В какой-то мере он, пожалуй, сам поддавался этому давлению собственной славы — но и старался тонко ускользнуть от него. Взять хотя бы ставшую фирменным признаком его стиля игру словами — первым опытом был знаменитый составной термин «дифферанс», а в поздних книгах такие внушительные для профанов языковые фокусы пошли в тираж. Здесь он был типичным французом: у него на родине каламбур — национальная забава, там его содержит в себе каждая третья уличная вывеска, каждое второе название в телепрограмме. Однако один из французских каламбуров гласит: comparaison n’est pas raison, сравнение — не доказательство. И, конечно, Деррида понимал, какова познавательная цена его выдумок. Возможно, насыщая свои тексты хитроумными, непереводимыми вокабулами, он надеялся не столько уловить какую-то не выразимую обычными словами истину (он и вообще-то не искал абсолютной истины, скорее наоборот, неустанно показывал ее невозможность и неустойчивость, чреватость противоречиями), сколько подчеркнуть неповторимо национальный характер своего мышления. Когда-то, выступая с лекцией в актовом зале Московского университета, он доказывал, что философия составляет самую национально-самобытную форму культуры — не поэзия, как часто полагают, а именно абстрактная мысль! Иноземные поклонники могли толковать его вкривь и вкось, но сам-то он, кажется, хотел быть понятым именно французскими читателями, именно им он заговорщицки подмигивал своим раздражавшим многих полухудожественным стилем.

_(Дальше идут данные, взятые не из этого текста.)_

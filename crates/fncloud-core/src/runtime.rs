// Copyright (C) 2025 SyncMyOrders Sp. z o.o.
// SPDX-License-Identifier: AGPL-3.0-or-later
//! Runtime facade.
//!
//! [`FunctionCloud`] wires the registry, resolver, fallback analyzer,
//! deployment manager, state store and execution backend together. It is
//! built explicitly and passed to every wrapped function that needs it;
//! there is no global instance.
//!
//! # Example
//!
//! ```rust,ignore
//! use std::sync::Arc;
//! use fncloud_core::{FunctionCloud, Settings, TokenScope, backend::LocalBackend, remote};
//!
//! #[remote]
//! fn add(a: i64, b: i64) -> i64 {
//!     a + b
//! }
//!
//! #[tokio::main]
//! async fn main() -> anyhow::Result<()> {
//!     let cloud = FunctionCloud::builder()
//!         .settings(Settings::from_env()?)
//!         .backend(Arc::new(LocalBackend::default()))
//!         .build()?;
//!
//!     let token = cloud.registry().issue_token("me", TokenScope::Deploy, None).await;
//!     let url = add_remote().get_url(&cloud, token.secret()).await?;
//!     println!("{url}");
//!     Ok(())
//! }
//! ```

use std::sync::Arc;

use tracing::{debug, info};

use crate::backend::{ExecutionBackend, LocalBackend};
use crate::config::Settings;
use crate::dashboard::Dashboard;
use crate::dependency::{DependencyResolver, PackageCatalog};
use crate::deployment::DeploymentManager;
use crate::error::Result;
use crate::llm::{FallbackAnalyzer, HttpLanguageModel, LanguageModel};
use crate::registry::Registry;
use crate::state_store::StateStore;

/// Builder for creating a [`FunctionCloud`].
#[derive(Default)]
pub struct FunctionCloudBuilder {
    settings: Option<Settings>,
    backend: Option<Arc<dyn ExecutionBackend>>,
    language_model: Option<Arc<dyn LanguageModel>>,
    catalog: Option<PackageCatalog>,
    registry: Option<Arc<Registry>>,
}

impl FunctionCloudBuilder {
    /// Create a new builder with default settings.
    pub fn new() -> Self {
        Self::default()
    }

    /// Set the settings.
    ///
    /// Default: [`Settings::default()`]
    pub fn settings(mut self, settings: Settings) -> Self {
        self.settings = Some(settings);
        self
    }

    /// Set the execution backend.
    ///
    /// Default: an in-process [`LocalBackend`] routed under `settings.app_name`.
    pub fn backend(mut self, backend: Arc<dyn ExecutionBackend>) -> Self {
        self.backend = Some(backend);
        self
    }

    /// Set the language model used by the dependency fallback.
    ///
    /// Default: an [`HttpLanguageModel`] when the fallback is enabled and an
    /// API key is configured, otherwise none.
    pub fn language_model(mut self, model: Arc<dyn LanguageModel>) -> Self {
        self.language_model = Some(model);
        self
    }

    /// Set the package catalog.
    ///
    /// Default: [`PackageCatalog::builtin()`]
    pub fn catalog(mut self, catalog: PackageCatalog) -> Self {
        self.catalog = Some(catalog);
        self
    }

    /// Share an existing registry (e.g. with a dashboard process).
    pub fn registry(mut self, registry: Arc<Registry>) -> Self {
        self.registry = Some(registry);
        self
    }

    /// Build the runtime.
    pub fn build(self) -> Result<FunctionCloud> {
        let settings = self.settings.unwrap_or_default();
        settings.validate()?;
        let settings = Arc::new(settings);

        let language_model = match self.language_model {
            Some(model) => Some(model),
            None if settings.llm_enabled && settings.llm_api_key.is_some() => {
                Some(Arc::new(HttpLanguageModel::from_settings(&settings)?) as Arc<dyn LanguageModel>)
            }
            None => None,
        };
        let analyzer =
            language_model.map(|model| FallbackAnalyzer::new(model, settings.llm_timeout()));

        let backend = self
            .backend
            .unwrap_or_else(|| Arc::new(LocalBackend::new(settings.app_name.clone())));
        let registry = self.registry.unwrap_or_default();
        let resolver = DependencyResolver::new(self.catalog.unwrap_or_else(PackageCatalog::builtin));
        let state_store = Arc::new(StateStore::new(settings.state_ttl()));

        debug!(?settings, "Function cloud settings");
        info!(
            backend = backend.backend_type(),
            llm_fallback = analyzer.is_some(),
            region = %settings.region,
            "Function cloud ready"
        );

        let deployments = Arc::new(DeploymentManager::new(
            Arc::clone(&settings),
            Arc::clone(&registry),
            resolver,
            analyzer,
            backend,
        ));

        Ok(FunctionCloud {
            settings,
            registry,
            state_store,
            deployments,
        })
    }
}

/// The deployment core, assembled.
#[derive(Clone)]
pub struct FunctionCloud {
    settings: Arc<Settings>,
    registry: Arc<Registry>,
    state_store: Arc<StateStore>,
    deployments: Arc<DeploymentManager>,
}

impl FunctionCloud {
    /// Create a builder.
    pub fn builder() -> FunctionCloudBuilder {
        FunctionCloudBuilder::new()
    }

    pub fn settings(&self) -> &Settings {
        &self.settings
    }

    pub fn registry(&self) -> &Arc<Registry> {
        &self.registry
    }

    pub fn state_store(&self) -> &Arc<StateStore> {
        &self.state_store
    }

    pub fn deployments(&self) -> &Arc<DeploymentManager> {
        &self.deployments
    }

    /// Read-only view for the dashboard.
    pub fn dashboard(&self) -> Dashboard {
        Dashboard::new(Arc::clone(&self.registry))
    }
}
use crate::domain::models::Record;
use std::io::Read;
use tracing::debug;

#[derive(thiserror::Error, Debug)]
pub enum InputError {
    #[error("failed to read stdin: {0}")]
    Read(#[from] std::io::Error),
    #[error("malformed record on line {line}: {source}")]
    Malformed {
        line: usize,
        #[source]
        source: serde_json::Error,
    },
    #[error("malformed record array: {0}")]
    MalformedArray(#[source] serde_json::Error),
}

pub fn read_records(mut reader: impl Read) -> Result<Vec<Record>, InputError> {
    let mut raw = String::new();
    reader.read_to_string(&mut raw)?;
    parse_records(&raw)
}

/// Accepts either a JSON array of records or one JSON record per line.
/// Blank lines are skipped in the line-oriented form; a leading BOM is ignored.
pub fn parse_records(raw: &str) -> Result<Vec<Record>, InputError> {
    let raw = raw.strip_prefix('\u{feff}').unwrap_or(raw);
    if raw.trim_start().starts_with('[') {
        let records: Vec<Record> =
            serde_json::from_str(raw).map_err(InputError::MalformedArray)?;
        debug!(count = records.len(), format = "array", "decoded records");
        return Ok(records);
    }

    let mut out = Vec::new();
    for (idx, line) in raw.lines().enumerate() {
        let l = line.trim();
        if l.is_empty() {
            continue;
        }
        let record: Record = serde_json::from_str(l).map_err(|source| InputError::Malformed {
            line: idx + 1,
            source,
        })?;
        out.push(record);
    }
    debug!(count = out.len(), format = "lines", "decoded records");
    Ok(out)
}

Драма заключалась в том, что как раз во Франции-то его стиль мышления почти не прижился. Есть несколько последователей — Жан-Люк Нанси, Филипп Лаку-Лабарт; но все же в большинстве своем парижские студенты, с благодарностью вспоминая его уроки, сами им не следуют. Не только потому, что деконструкцию по-прежнему встречает в штыки официальный университет и с нею не сделаешь карьеры, — видимо, слишком уж она «штучная», неподражаемая, то есть, подражая ей, слишком легко впасть в поверхностное эпигонство.
Нам, в России, еще сложнее: слух о человеке по фамилии Деррида пришел к нам не из самой Франции, а окольным путем — из Америки, из литературно-артистической, а не собственно философской среды, то есть пришел изначально искаженным. И сколько бы ни трудились серьезные исследователи и переводчики для корректного понимания его работ «с языка оригинала», к нему уже успела прилипнуть двусмысленная репутация — то ли гений, то ли шарлатан. Печально слышать, как даже весть о его смерти вызвала кое у кого чуть ли не вздох облегчения: свершилась, мол, историческая справедливость, ушла наконец в прошлое эта окаянная «французская теория».
А на самом деле мы просто еще мало у него учились.